[Stored items from a collection]
┄┄┄┄┄┄
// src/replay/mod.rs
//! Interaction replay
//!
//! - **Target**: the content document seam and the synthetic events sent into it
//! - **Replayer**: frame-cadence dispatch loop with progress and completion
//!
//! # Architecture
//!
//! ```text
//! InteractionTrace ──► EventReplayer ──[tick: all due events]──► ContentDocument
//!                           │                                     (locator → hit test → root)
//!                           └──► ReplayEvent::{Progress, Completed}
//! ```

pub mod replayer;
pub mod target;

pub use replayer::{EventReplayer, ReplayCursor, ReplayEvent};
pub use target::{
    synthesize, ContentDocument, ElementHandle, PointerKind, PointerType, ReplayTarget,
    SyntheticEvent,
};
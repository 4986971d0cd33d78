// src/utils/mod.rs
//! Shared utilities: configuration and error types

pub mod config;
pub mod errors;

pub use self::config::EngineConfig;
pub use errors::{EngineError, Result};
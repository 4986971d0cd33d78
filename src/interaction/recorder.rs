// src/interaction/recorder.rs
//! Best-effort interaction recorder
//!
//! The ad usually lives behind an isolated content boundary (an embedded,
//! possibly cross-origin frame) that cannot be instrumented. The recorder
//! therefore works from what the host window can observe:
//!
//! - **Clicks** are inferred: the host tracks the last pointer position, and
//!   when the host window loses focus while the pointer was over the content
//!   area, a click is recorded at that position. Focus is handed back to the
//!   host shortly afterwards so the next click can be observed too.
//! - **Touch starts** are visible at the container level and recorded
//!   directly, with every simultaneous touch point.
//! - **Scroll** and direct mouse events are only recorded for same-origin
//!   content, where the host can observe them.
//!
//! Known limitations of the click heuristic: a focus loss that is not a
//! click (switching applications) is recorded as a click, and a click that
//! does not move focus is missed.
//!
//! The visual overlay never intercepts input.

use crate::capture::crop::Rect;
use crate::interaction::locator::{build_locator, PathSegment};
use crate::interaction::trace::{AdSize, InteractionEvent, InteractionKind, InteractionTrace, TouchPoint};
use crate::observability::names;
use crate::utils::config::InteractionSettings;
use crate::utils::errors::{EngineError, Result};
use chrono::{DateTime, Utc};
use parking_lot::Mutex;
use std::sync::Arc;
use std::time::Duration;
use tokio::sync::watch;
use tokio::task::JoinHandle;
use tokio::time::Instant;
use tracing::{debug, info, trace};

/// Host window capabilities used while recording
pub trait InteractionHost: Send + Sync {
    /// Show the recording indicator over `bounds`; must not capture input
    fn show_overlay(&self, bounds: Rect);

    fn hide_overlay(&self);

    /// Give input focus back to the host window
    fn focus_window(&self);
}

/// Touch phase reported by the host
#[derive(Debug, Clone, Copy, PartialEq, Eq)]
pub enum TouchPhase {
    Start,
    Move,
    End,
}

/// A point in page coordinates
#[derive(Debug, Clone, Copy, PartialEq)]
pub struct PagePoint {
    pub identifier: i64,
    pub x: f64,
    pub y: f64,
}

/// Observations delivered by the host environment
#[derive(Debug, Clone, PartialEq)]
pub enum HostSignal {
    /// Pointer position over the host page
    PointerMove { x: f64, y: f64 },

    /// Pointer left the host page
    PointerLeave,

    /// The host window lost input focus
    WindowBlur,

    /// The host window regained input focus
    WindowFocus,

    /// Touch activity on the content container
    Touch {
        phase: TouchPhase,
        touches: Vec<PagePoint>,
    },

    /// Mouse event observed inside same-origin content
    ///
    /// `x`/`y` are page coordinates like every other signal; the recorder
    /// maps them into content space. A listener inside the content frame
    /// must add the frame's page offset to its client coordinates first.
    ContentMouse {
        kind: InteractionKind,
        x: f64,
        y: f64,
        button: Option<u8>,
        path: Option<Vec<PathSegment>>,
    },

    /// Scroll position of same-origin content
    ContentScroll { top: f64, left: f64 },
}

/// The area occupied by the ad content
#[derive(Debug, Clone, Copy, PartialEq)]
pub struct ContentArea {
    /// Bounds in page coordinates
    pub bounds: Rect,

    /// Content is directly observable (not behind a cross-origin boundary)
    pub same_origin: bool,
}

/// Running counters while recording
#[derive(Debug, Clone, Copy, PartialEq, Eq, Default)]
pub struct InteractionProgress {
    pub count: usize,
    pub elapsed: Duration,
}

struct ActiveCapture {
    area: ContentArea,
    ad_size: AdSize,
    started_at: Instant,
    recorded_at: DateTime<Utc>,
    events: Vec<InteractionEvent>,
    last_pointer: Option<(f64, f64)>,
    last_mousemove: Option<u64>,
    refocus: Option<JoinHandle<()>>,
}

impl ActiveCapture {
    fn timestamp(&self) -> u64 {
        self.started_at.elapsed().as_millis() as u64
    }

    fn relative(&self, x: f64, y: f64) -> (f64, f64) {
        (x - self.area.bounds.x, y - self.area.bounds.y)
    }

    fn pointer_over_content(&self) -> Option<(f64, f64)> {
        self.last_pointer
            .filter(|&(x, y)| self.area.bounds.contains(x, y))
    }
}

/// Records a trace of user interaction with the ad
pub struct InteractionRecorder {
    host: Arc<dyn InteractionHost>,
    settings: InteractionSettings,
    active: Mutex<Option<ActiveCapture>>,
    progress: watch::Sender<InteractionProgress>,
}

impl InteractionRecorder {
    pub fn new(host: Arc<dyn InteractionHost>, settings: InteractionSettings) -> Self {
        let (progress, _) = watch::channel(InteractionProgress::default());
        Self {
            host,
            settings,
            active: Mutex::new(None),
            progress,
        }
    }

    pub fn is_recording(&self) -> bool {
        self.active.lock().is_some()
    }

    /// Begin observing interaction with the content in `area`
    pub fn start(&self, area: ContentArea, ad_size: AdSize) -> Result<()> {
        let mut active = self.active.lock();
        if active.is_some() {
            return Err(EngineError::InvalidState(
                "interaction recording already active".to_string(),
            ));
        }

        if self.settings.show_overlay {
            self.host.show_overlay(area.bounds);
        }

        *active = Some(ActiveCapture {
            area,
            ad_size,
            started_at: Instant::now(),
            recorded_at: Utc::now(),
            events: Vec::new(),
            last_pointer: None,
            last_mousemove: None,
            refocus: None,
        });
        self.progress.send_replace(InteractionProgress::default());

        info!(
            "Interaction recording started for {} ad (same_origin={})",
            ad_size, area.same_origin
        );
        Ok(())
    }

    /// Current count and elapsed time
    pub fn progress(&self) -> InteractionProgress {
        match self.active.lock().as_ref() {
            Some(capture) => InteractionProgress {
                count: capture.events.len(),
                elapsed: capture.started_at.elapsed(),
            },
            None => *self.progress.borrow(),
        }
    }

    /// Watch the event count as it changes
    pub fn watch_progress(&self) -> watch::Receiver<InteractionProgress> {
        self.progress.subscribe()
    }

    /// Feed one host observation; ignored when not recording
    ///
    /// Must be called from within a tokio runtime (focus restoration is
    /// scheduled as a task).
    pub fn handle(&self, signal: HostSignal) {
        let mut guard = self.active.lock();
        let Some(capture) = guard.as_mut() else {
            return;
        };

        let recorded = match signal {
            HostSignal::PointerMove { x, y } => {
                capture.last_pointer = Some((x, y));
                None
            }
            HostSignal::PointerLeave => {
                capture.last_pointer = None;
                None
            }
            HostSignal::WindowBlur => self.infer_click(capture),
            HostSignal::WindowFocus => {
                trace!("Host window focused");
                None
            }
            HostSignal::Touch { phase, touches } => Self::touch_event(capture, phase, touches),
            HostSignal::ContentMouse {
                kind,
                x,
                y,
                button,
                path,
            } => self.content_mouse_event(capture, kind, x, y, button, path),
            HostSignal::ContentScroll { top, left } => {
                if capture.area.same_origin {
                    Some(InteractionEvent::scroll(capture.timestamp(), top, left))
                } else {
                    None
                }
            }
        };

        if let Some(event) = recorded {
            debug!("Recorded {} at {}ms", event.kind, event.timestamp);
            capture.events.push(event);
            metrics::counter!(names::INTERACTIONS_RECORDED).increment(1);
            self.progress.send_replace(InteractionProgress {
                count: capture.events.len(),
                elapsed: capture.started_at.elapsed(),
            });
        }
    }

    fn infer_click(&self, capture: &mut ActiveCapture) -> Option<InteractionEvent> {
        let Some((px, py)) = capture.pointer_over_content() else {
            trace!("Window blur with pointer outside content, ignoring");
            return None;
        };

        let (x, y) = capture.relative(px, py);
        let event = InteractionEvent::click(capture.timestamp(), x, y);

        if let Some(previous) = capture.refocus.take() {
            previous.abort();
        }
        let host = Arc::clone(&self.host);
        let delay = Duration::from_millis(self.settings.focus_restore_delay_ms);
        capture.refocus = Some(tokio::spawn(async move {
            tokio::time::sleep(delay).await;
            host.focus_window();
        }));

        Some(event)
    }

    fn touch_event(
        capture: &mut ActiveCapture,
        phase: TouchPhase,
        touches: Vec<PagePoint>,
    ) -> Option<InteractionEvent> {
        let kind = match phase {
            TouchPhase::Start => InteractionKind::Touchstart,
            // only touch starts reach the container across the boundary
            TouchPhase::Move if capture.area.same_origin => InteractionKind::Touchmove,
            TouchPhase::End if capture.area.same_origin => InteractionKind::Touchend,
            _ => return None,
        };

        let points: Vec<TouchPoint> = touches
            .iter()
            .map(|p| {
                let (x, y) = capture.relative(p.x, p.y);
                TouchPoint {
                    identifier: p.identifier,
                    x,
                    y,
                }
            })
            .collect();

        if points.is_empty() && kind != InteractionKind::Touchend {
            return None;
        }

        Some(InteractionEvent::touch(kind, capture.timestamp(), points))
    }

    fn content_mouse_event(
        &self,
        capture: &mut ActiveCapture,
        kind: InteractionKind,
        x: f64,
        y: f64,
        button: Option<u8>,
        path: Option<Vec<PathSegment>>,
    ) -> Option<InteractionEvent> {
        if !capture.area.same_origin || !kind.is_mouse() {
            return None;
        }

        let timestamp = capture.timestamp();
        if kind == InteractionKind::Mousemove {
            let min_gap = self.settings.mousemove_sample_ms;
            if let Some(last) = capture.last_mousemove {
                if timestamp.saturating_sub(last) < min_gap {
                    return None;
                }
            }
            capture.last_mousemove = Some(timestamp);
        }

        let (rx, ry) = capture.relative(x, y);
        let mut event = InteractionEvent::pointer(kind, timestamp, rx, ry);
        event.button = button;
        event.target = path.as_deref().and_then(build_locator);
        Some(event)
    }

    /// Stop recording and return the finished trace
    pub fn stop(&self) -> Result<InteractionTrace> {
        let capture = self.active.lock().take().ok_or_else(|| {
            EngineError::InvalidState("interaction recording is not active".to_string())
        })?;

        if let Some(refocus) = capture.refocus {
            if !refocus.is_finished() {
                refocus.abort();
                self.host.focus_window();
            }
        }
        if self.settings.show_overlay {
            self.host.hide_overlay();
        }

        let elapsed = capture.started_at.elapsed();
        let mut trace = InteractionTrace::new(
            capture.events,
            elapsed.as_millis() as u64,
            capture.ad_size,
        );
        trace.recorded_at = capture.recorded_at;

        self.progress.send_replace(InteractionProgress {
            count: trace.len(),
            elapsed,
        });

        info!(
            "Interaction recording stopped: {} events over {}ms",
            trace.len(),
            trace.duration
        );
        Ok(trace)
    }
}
┄┄┄┄┄┄
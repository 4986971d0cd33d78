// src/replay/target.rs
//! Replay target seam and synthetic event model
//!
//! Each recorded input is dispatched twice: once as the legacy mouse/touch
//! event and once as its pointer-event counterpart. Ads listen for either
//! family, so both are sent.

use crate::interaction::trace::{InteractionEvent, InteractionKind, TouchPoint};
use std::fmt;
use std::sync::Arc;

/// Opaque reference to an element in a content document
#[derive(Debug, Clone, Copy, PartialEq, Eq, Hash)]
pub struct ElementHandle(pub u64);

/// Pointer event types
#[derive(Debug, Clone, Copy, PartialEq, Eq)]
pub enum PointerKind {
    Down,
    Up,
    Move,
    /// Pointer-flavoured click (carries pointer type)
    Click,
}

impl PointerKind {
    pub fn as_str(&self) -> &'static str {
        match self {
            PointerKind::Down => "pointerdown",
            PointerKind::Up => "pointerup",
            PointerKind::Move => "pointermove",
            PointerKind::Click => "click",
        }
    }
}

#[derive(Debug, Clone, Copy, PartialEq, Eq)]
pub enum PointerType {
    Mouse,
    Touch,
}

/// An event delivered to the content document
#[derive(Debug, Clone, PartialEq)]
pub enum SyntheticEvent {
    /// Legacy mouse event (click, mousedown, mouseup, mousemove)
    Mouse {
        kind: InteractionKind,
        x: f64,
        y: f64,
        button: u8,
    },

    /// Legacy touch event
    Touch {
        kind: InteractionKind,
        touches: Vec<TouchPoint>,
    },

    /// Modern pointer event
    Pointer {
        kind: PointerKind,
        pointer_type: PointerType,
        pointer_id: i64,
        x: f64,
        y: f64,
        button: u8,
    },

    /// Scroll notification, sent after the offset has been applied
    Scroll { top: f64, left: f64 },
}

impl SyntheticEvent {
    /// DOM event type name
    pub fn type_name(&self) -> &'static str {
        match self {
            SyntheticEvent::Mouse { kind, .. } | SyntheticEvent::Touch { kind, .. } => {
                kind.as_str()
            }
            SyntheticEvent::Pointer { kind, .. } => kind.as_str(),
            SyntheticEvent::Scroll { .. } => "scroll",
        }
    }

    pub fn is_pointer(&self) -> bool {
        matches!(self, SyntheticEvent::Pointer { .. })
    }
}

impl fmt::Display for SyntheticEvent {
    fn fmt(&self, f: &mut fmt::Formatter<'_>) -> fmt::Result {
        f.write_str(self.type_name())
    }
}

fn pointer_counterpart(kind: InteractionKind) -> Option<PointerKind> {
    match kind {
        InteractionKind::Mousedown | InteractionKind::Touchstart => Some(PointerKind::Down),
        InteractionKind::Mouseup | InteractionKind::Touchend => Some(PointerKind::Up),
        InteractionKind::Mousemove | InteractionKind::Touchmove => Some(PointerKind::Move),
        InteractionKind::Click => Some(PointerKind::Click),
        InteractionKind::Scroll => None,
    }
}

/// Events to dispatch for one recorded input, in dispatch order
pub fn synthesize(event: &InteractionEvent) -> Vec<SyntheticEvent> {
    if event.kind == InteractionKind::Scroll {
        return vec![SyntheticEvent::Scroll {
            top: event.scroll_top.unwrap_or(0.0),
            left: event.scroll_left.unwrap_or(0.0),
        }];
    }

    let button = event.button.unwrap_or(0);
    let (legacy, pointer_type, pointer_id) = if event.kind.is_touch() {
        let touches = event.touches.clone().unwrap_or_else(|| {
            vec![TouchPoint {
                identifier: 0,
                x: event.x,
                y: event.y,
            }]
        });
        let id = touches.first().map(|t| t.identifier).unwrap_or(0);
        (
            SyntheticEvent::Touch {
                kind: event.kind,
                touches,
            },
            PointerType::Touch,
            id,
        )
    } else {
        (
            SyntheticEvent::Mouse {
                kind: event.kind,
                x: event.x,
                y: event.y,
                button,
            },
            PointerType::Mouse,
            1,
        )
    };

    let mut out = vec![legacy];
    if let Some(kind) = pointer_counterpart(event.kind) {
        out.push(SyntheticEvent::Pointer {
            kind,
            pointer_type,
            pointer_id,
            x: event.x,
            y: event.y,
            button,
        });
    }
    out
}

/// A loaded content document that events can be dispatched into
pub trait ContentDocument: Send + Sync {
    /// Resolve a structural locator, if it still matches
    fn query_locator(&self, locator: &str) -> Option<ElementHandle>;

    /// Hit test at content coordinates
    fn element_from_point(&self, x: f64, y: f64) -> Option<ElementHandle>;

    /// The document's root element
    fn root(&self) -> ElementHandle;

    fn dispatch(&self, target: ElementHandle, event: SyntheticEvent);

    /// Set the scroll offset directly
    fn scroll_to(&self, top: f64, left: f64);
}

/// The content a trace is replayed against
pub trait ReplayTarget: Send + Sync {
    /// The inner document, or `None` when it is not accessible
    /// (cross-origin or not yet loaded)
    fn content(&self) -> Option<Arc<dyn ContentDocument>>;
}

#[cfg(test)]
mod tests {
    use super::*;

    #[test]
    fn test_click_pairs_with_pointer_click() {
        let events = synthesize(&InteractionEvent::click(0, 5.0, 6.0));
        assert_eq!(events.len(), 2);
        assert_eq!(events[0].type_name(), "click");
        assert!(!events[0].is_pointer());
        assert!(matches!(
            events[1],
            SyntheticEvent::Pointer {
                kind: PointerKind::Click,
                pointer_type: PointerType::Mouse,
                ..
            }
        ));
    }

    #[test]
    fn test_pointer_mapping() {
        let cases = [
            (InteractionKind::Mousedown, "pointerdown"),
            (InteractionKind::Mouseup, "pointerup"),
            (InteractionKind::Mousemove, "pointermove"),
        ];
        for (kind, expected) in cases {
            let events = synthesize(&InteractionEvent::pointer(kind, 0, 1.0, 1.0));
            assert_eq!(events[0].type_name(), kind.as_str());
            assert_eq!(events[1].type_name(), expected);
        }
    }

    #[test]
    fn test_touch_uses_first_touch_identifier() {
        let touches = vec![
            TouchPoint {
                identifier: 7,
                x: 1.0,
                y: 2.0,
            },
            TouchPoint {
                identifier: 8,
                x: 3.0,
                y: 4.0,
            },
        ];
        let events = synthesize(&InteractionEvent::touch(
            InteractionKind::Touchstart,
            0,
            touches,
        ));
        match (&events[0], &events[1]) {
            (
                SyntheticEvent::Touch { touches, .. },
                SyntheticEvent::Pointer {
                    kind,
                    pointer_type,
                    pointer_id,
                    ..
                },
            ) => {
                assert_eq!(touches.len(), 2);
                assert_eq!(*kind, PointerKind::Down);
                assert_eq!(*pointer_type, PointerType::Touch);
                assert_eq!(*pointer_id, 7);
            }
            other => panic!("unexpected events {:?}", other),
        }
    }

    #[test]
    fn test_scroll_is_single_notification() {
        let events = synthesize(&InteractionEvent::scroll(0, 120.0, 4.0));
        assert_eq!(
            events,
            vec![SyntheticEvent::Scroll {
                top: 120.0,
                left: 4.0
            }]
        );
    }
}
┄┄┄┄┄┄
• YOUR OBJECTIVE
What lines hold the string "synthesize"? Pick them out of the data.

• ANSWER FOR THIS EXERCISE
    synthesize, ContentDocument, ElementHandle, PointerKind, PointerType, ReplayTarget,
pub fn synthesize(event: &InteractionEvent) -> Vec<SyntheticEvent> {
        let events = synthesize(&InteractionEvent::click(0, 5.0, 6.0));
            let events = synthesize(&InteractionEvent::pointer(kind, 0, 1.0, 1.0));
        let events = synthesize(&InteractionEvent::touch(
        let events = synthesize(&InteractionEvent::scroll(0, 120.0, 4.0));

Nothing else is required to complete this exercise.